# TASK TO CARRY OUT
The output should be limited to the line holding "fn toggle_keyboard_backlight(&mut self);" and the lines after it through the end of the entries, each restated exactly.

Stored data:
= = = = =

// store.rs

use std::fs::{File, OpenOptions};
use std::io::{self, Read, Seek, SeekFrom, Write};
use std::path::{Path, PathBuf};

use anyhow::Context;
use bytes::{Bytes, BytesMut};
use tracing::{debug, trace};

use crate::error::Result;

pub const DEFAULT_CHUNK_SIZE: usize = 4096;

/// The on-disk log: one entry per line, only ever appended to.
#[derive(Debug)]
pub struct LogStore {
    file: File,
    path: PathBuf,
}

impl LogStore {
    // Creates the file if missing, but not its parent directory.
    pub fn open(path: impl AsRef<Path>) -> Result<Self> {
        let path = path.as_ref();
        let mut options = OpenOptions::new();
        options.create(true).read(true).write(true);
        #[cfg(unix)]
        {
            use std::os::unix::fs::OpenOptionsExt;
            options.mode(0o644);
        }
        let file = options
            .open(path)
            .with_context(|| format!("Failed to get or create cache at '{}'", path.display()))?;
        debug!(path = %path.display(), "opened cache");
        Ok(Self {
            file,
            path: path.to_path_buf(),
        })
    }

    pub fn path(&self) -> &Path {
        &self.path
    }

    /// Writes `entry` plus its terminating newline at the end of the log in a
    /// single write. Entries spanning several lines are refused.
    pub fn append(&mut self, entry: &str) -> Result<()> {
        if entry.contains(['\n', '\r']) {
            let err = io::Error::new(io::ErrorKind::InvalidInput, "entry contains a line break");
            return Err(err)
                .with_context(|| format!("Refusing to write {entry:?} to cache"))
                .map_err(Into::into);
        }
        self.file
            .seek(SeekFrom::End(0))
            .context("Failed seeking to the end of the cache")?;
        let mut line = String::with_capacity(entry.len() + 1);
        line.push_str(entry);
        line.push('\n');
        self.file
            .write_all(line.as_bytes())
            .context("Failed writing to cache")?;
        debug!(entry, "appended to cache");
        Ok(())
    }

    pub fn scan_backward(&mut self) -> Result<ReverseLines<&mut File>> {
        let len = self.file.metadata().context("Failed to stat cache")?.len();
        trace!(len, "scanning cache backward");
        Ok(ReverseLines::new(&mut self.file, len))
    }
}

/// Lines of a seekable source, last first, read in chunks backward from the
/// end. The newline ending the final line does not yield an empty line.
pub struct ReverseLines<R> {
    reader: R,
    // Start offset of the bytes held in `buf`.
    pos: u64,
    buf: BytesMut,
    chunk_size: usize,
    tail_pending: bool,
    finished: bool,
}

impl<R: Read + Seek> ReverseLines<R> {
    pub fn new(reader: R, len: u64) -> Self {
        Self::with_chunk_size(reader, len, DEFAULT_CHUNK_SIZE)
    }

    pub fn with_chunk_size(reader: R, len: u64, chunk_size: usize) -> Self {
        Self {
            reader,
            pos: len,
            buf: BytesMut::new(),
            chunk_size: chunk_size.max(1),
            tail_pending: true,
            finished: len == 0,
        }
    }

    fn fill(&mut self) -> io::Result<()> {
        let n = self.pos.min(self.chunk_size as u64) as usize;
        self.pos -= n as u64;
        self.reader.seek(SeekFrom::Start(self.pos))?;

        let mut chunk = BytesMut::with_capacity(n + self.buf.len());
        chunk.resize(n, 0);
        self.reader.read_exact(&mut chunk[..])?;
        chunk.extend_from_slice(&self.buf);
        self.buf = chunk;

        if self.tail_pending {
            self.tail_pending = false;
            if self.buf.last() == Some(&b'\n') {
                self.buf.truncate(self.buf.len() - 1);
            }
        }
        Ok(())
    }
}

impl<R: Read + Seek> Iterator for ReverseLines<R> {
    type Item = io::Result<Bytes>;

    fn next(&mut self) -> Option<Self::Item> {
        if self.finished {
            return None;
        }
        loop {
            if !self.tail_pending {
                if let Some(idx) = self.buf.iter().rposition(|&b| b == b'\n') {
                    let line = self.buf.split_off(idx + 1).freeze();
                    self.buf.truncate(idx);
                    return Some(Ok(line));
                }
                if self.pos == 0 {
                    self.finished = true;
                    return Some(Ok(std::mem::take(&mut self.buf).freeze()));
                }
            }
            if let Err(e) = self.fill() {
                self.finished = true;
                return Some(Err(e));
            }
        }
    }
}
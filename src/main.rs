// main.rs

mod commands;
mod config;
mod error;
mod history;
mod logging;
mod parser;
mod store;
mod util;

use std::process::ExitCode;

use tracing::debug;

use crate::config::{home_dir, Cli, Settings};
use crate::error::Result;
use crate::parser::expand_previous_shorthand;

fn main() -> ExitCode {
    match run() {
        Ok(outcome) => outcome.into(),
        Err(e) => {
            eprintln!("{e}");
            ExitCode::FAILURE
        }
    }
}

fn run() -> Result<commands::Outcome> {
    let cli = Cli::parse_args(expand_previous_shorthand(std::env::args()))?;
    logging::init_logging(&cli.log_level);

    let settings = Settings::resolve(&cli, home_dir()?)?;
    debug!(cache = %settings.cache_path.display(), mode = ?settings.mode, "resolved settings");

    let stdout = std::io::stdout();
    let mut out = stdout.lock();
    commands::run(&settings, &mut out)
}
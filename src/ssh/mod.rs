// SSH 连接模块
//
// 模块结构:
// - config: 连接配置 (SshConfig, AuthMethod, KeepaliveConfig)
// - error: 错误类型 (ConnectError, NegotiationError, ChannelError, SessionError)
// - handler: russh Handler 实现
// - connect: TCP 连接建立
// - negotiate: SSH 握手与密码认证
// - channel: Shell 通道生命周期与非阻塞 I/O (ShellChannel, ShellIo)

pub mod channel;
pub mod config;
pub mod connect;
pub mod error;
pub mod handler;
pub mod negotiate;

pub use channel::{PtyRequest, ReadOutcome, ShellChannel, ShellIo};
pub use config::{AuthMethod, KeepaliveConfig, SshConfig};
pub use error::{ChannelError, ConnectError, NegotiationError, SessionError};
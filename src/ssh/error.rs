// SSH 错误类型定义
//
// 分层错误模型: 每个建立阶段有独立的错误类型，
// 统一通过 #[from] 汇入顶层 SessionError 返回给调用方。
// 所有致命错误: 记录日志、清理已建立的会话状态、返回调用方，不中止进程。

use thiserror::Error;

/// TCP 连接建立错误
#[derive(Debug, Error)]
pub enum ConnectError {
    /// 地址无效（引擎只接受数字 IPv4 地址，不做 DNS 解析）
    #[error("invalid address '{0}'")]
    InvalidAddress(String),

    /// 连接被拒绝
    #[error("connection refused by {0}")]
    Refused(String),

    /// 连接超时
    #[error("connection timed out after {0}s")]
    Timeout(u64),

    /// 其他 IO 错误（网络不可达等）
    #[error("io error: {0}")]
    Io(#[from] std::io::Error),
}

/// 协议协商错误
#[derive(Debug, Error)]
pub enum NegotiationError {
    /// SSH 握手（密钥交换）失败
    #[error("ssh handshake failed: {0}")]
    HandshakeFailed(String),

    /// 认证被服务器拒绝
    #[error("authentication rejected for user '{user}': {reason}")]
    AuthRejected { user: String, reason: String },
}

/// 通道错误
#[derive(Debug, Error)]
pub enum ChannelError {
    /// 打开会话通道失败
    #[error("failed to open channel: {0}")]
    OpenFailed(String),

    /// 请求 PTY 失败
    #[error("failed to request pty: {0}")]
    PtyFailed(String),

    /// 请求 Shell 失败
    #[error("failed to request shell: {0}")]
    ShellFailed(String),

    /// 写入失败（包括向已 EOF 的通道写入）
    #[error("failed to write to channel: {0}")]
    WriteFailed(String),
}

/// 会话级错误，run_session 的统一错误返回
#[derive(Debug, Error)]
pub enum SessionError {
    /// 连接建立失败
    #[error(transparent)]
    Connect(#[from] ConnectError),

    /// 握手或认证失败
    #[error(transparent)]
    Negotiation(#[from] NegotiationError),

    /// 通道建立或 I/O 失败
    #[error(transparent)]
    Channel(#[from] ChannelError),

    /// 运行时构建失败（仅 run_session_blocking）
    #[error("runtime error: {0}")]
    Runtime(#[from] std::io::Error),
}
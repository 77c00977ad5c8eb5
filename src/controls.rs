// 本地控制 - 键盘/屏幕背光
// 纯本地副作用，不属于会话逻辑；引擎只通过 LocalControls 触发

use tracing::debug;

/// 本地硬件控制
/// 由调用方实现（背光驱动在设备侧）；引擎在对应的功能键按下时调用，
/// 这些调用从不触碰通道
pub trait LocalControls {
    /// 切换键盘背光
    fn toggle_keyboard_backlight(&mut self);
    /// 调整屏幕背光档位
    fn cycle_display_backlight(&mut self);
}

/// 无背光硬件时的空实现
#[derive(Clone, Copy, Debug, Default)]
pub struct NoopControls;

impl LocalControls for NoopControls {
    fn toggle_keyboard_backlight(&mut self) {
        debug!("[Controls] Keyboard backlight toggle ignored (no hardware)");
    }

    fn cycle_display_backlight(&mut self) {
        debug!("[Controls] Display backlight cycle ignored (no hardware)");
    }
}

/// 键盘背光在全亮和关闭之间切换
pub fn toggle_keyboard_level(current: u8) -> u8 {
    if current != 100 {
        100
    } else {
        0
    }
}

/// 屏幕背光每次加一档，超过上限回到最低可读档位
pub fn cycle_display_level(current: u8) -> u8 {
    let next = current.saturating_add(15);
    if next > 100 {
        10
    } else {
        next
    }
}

= = = = =

# ANSWER SECTION
    fn toggle_keyboard_backlight(&mut self);
    /// 调整屏幕背光档位
    fn cycle_display_backlight(&mut self);
}

/// 无背光硬件时的空实现
#[derive(Clone, Copy, Debug, Default)]
pub struct NoopControls;

impl LocalControls for NoopControls {
    fn toggle_keyboard_backlight(&mut self) {
        debug!("[Controls] Keyboard backlight toggle ignored (no hardware)");
    }

    fn cycle_display_backlight(&mut self) {
        debug!("[Controls] Display backlight cycle ignored (no hardware)");
    }
}

/// 键盘背光在全亮和关闭之间切换
pub fn toggle_keyboard_level(current: u8) -> u8 {
    if current != 100 {
        100
    } else {
        0
    }
}

/// 屏幕背光每次加一档，超过上限回到最低可读档位
pub fn cycle_display_level(current: u8) -> u8 {
    let next = current.saturating_add(15);
    if next > 100 {
        10
    } else {
        next
    }
}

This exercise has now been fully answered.